**Activity**
In the material below, which lines hold the word "slots"? Pick each one out.

**Information**
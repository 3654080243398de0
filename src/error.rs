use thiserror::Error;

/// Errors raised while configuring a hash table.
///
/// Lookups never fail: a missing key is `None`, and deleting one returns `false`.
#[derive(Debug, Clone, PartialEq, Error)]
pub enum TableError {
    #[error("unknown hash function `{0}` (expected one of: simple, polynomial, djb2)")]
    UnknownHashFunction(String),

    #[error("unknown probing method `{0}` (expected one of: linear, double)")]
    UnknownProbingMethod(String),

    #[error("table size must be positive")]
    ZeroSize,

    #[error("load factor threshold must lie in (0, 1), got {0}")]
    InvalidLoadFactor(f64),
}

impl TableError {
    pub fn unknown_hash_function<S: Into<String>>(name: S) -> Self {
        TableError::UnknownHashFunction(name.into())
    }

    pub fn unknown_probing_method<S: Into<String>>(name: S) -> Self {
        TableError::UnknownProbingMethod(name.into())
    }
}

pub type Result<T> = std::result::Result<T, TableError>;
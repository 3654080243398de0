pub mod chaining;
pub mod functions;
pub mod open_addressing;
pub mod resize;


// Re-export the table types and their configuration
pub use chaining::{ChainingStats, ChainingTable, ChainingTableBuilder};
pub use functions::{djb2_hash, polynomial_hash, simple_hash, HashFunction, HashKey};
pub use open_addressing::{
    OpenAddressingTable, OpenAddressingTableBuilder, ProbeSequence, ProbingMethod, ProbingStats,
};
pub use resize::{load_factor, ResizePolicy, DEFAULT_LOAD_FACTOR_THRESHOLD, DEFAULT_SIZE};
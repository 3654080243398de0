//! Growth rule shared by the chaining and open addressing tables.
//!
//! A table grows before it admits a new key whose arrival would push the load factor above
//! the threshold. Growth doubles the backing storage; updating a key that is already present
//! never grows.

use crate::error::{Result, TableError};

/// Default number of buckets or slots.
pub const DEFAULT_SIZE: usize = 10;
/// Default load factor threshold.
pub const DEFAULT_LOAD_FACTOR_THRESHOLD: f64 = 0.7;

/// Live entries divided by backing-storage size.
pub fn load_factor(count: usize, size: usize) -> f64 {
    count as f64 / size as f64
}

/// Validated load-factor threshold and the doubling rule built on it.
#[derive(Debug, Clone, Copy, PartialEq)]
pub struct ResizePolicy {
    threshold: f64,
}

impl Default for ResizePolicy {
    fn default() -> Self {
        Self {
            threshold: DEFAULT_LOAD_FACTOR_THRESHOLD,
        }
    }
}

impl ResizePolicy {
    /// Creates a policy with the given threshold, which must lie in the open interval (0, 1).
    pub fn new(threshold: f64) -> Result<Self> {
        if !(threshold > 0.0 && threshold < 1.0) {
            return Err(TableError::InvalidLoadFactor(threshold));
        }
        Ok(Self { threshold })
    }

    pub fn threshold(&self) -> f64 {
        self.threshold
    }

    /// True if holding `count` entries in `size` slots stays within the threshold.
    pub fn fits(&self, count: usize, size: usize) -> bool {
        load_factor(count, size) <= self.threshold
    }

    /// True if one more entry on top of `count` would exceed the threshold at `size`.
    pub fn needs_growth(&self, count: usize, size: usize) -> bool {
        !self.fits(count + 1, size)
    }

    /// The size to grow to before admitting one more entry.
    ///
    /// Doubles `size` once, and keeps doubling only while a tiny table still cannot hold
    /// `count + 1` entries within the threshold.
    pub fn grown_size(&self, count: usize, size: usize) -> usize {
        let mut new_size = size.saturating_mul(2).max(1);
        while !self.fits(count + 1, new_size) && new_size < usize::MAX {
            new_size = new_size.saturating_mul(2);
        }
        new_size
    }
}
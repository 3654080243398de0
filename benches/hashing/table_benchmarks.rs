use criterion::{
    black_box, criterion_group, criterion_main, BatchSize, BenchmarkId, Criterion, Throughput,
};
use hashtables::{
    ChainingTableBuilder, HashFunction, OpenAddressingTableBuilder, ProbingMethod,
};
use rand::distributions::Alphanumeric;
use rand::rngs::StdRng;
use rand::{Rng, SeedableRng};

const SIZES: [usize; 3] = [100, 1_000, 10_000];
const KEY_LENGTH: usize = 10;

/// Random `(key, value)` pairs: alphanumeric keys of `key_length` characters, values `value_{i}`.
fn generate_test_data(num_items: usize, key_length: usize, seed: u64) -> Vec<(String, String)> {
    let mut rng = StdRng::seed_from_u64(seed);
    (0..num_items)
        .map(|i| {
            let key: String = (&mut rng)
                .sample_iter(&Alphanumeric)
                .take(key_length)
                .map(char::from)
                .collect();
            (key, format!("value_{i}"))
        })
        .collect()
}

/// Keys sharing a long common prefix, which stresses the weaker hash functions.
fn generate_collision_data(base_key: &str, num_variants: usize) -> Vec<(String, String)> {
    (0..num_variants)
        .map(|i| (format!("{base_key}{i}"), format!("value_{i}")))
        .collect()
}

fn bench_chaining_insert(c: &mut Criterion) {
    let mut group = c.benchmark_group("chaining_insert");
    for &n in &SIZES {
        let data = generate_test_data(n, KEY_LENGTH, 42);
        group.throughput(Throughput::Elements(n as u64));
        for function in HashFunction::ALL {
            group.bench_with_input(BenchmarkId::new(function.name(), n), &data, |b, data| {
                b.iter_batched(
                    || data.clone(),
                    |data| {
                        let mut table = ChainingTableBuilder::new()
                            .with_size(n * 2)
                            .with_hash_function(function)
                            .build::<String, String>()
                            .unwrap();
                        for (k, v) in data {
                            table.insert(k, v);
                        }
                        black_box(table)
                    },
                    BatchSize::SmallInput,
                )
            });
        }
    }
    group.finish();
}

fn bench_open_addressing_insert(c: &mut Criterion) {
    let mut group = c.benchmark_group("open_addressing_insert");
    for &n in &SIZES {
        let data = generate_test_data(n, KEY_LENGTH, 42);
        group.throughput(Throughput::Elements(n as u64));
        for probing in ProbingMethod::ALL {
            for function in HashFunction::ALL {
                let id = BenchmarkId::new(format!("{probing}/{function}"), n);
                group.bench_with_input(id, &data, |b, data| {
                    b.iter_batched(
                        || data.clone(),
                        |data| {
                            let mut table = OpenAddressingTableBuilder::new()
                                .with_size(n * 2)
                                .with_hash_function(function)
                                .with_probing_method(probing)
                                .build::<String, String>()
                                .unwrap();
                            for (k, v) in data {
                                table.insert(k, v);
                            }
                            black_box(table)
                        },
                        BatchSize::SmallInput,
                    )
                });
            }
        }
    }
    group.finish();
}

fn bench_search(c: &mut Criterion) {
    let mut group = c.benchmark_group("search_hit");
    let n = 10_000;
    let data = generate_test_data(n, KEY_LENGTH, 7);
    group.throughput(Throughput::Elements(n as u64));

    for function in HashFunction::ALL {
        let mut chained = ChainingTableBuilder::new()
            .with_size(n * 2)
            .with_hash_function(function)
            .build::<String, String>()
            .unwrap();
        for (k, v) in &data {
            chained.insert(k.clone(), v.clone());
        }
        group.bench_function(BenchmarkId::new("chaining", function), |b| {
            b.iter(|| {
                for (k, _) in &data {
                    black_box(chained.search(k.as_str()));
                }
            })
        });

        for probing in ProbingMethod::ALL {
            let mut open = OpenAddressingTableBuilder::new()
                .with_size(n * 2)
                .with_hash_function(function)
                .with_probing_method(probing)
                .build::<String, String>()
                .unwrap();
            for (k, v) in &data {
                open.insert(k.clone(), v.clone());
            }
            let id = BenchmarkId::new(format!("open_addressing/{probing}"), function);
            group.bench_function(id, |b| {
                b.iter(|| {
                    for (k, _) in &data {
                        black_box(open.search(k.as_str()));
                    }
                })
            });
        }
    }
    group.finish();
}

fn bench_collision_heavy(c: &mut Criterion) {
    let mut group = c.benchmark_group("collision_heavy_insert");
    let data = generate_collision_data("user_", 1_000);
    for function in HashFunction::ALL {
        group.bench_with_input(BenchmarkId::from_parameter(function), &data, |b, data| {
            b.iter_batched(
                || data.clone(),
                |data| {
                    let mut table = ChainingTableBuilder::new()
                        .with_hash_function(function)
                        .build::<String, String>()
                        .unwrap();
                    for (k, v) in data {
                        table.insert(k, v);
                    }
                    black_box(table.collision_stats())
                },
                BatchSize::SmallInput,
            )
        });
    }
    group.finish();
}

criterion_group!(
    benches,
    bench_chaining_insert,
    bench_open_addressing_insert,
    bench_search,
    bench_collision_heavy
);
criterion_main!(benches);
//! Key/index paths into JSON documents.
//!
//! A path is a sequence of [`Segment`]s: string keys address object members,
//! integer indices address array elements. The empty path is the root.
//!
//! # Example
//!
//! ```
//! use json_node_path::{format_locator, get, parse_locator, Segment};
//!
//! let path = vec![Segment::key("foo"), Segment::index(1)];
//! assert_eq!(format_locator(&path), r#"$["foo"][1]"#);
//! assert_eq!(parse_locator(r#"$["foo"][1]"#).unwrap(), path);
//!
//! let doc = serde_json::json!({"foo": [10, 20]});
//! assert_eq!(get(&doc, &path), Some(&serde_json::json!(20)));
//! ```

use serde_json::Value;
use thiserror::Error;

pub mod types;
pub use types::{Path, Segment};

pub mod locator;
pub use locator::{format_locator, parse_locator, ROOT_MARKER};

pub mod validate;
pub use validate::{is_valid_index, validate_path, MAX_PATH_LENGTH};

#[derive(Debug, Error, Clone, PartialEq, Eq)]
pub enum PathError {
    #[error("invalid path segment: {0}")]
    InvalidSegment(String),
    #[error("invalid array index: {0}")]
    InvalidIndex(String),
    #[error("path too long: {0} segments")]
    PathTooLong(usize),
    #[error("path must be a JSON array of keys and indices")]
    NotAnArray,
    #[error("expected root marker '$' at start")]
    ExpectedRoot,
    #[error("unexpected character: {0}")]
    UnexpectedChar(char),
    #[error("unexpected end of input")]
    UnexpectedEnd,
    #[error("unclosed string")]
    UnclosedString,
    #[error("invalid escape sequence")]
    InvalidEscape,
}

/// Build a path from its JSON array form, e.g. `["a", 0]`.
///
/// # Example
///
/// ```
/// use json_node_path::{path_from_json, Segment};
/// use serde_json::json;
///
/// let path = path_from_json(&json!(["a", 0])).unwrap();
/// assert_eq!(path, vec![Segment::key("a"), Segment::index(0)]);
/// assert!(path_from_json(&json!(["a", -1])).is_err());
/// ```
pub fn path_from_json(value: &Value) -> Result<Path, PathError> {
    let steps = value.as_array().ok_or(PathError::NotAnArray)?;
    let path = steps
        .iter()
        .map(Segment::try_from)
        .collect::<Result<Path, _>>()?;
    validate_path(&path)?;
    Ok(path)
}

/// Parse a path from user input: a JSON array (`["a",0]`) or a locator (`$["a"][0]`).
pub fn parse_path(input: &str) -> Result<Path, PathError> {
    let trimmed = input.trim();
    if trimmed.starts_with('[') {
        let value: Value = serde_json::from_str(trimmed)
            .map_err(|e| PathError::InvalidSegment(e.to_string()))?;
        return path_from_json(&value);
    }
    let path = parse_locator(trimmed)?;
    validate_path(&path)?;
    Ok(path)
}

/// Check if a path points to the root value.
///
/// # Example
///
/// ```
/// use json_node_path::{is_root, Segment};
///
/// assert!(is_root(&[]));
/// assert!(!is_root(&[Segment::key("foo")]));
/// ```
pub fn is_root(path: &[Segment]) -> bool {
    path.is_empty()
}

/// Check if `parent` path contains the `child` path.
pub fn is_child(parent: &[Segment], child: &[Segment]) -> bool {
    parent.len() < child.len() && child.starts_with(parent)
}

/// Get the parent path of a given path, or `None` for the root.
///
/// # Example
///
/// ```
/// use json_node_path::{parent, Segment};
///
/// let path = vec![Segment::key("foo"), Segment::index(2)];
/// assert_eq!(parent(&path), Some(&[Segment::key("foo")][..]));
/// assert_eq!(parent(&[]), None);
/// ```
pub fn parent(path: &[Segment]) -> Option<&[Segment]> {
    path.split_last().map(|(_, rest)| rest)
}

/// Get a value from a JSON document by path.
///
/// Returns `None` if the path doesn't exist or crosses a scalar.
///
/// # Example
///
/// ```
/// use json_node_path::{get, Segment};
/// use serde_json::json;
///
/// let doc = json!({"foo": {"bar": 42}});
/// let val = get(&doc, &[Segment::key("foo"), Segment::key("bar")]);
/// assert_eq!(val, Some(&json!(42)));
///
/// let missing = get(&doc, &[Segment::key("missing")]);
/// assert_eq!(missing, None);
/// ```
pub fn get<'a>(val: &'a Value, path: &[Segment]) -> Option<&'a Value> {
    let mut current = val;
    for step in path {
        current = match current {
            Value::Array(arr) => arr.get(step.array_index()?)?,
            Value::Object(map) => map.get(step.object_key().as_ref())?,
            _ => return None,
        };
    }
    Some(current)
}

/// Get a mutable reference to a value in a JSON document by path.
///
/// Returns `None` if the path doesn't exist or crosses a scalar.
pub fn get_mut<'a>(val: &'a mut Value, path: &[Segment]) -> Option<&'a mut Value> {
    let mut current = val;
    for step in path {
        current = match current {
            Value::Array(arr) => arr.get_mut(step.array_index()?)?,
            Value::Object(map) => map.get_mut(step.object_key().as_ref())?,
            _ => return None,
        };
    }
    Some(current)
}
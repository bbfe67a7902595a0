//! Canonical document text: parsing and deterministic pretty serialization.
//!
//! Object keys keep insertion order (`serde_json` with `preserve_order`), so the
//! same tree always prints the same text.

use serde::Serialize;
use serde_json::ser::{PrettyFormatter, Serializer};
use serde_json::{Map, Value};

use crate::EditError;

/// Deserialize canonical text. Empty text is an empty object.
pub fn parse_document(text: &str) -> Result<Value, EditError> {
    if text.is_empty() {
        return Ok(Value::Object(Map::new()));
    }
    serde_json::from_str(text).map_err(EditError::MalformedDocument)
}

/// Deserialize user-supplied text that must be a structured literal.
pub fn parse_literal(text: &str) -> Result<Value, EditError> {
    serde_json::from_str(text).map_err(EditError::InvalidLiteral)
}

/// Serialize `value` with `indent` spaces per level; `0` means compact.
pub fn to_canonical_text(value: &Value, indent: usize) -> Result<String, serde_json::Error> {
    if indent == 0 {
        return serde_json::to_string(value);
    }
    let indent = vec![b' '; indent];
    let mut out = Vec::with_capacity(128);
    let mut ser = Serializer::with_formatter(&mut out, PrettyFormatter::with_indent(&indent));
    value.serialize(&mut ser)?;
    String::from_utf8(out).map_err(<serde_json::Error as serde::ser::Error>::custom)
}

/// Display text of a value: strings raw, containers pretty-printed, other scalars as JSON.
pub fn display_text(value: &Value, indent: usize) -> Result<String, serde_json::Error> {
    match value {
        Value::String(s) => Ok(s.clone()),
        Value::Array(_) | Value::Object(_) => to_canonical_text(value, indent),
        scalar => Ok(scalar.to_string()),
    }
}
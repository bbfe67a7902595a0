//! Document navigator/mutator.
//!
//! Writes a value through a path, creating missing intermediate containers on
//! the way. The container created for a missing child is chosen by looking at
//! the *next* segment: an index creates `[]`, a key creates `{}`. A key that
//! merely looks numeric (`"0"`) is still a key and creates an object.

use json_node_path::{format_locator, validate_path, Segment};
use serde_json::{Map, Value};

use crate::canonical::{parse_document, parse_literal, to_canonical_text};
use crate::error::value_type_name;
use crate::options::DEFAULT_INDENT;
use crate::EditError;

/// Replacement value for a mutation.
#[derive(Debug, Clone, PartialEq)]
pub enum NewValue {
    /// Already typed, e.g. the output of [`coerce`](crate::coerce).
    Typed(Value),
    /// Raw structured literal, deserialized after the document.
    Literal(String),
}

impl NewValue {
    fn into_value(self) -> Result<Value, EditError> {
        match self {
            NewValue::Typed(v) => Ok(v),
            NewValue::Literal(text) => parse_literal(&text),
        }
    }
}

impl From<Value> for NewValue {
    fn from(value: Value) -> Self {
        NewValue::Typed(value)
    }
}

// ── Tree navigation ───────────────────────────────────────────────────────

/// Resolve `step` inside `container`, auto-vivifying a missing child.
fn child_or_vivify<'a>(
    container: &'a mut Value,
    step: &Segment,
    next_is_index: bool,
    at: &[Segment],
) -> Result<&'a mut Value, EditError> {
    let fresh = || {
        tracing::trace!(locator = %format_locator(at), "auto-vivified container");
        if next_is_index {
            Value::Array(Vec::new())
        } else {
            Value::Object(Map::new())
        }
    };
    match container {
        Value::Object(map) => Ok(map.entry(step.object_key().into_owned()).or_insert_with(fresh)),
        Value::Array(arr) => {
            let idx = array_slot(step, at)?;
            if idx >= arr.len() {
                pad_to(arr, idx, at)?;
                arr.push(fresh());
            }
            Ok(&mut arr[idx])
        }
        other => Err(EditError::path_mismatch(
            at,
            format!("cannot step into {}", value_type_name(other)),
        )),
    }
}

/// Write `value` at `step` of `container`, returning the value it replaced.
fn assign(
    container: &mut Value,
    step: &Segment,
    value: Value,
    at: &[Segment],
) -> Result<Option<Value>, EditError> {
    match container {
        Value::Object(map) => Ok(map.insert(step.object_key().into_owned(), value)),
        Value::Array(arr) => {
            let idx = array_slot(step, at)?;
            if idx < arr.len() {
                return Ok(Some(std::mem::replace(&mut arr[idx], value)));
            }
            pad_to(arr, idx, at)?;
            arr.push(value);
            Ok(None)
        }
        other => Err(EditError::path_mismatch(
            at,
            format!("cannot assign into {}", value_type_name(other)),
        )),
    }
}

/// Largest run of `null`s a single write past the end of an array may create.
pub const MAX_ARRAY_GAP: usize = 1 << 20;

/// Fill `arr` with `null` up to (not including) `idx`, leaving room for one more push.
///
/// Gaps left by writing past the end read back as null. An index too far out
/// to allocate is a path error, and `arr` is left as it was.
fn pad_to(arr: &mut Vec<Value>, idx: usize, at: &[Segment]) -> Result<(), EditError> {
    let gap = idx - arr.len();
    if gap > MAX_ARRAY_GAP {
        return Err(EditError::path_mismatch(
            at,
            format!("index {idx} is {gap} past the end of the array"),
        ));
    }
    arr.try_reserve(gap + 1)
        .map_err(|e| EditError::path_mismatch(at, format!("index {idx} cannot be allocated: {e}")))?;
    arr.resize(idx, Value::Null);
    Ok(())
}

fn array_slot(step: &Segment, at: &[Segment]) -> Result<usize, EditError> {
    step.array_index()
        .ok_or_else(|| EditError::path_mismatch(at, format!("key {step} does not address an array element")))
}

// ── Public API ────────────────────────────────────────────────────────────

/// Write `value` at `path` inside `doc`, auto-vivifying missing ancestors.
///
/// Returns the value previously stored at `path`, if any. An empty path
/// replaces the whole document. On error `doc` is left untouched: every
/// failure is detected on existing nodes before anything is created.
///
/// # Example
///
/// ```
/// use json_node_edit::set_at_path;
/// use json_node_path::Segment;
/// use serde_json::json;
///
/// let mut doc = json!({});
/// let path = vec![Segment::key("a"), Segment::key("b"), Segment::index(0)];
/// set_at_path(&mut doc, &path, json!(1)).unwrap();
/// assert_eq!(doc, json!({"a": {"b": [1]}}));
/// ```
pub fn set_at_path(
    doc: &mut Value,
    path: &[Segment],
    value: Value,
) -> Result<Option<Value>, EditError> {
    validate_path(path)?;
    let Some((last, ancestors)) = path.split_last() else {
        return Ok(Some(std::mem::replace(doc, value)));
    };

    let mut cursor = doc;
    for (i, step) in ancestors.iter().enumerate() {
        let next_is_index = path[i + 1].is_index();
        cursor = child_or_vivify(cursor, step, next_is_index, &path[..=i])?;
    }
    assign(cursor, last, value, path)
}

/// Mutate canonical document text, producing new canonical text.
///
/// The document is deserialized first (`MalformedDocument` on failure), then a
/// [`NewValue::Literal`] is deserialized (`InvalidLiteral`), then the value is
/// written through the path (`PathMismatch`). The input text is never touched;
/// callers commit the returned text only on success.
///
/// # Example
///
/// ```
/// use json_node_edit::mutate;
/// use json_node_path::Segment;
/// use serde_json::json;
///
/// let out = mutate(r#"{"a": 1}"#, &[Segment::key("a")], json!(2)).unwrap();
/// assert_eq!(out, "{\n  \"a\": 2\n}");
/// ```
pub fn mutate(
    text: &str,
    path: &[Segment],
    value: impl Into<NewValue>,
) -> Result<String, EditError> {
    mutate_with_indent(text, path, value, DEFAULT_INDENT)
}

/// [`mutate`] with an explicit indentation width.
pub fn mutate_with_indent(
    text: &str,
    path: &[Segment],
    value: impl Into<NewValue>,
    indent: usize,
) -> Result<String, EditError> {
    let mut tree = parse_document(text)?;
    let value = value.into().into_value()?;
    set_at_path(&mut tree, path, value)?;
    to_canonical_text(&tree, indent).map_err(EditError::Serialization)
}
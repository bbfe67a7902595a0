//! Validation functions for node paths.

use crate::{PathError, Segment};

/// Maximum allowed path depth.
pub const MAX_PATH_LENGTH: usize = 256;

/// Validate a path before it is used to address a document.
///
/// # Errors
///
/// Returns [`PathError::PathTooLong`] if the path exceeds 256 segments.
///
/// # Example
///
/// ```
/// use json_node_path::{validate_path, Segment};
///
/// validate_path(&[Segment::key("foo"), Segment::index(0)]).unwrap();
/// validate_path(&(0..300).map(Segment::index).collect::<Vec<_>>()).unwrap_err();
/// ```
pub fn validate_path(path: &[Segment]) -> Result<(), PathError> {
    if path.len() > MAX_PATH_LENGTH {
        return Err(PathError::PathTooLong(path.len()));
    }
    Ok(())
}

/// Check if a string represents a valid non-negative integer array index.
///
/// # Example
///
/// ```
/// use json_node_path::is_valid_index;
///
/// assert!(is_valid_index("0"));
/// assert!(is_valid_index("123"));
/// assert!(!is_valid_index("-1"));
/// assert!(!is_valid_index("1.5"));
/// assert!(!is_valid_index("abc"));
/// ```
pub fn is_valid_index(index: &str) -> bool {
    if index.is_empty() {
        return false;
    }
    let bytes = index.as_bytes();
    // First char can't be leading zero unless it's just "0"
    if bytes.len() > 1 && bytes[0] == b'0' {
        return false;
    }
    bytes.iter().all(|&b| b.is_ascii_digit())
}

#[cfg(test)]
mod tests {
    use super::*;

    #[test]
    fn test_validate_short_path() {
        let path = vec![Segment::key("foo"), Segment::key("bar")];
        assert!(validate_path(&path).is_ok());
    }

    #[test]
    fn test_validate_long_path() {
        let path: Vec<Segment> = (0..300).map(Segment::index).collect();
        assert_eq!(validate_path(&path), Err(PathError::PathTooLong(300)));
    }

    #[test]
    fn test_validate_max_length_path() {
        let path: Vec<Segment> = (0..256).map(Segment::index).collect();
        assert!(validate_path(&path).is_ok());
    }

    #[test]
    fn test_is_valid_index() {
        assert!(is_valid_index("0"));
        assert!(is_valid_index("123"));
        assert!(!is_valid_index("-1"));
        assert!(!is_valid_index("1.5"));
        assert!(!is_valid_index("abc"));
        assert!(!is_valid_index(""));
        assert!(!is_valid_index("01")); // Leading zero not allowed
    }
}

**Response to this task**
/// Default number of buckets or slots.
    /// True if holding `count` entries in `size` slots stays within the threshold.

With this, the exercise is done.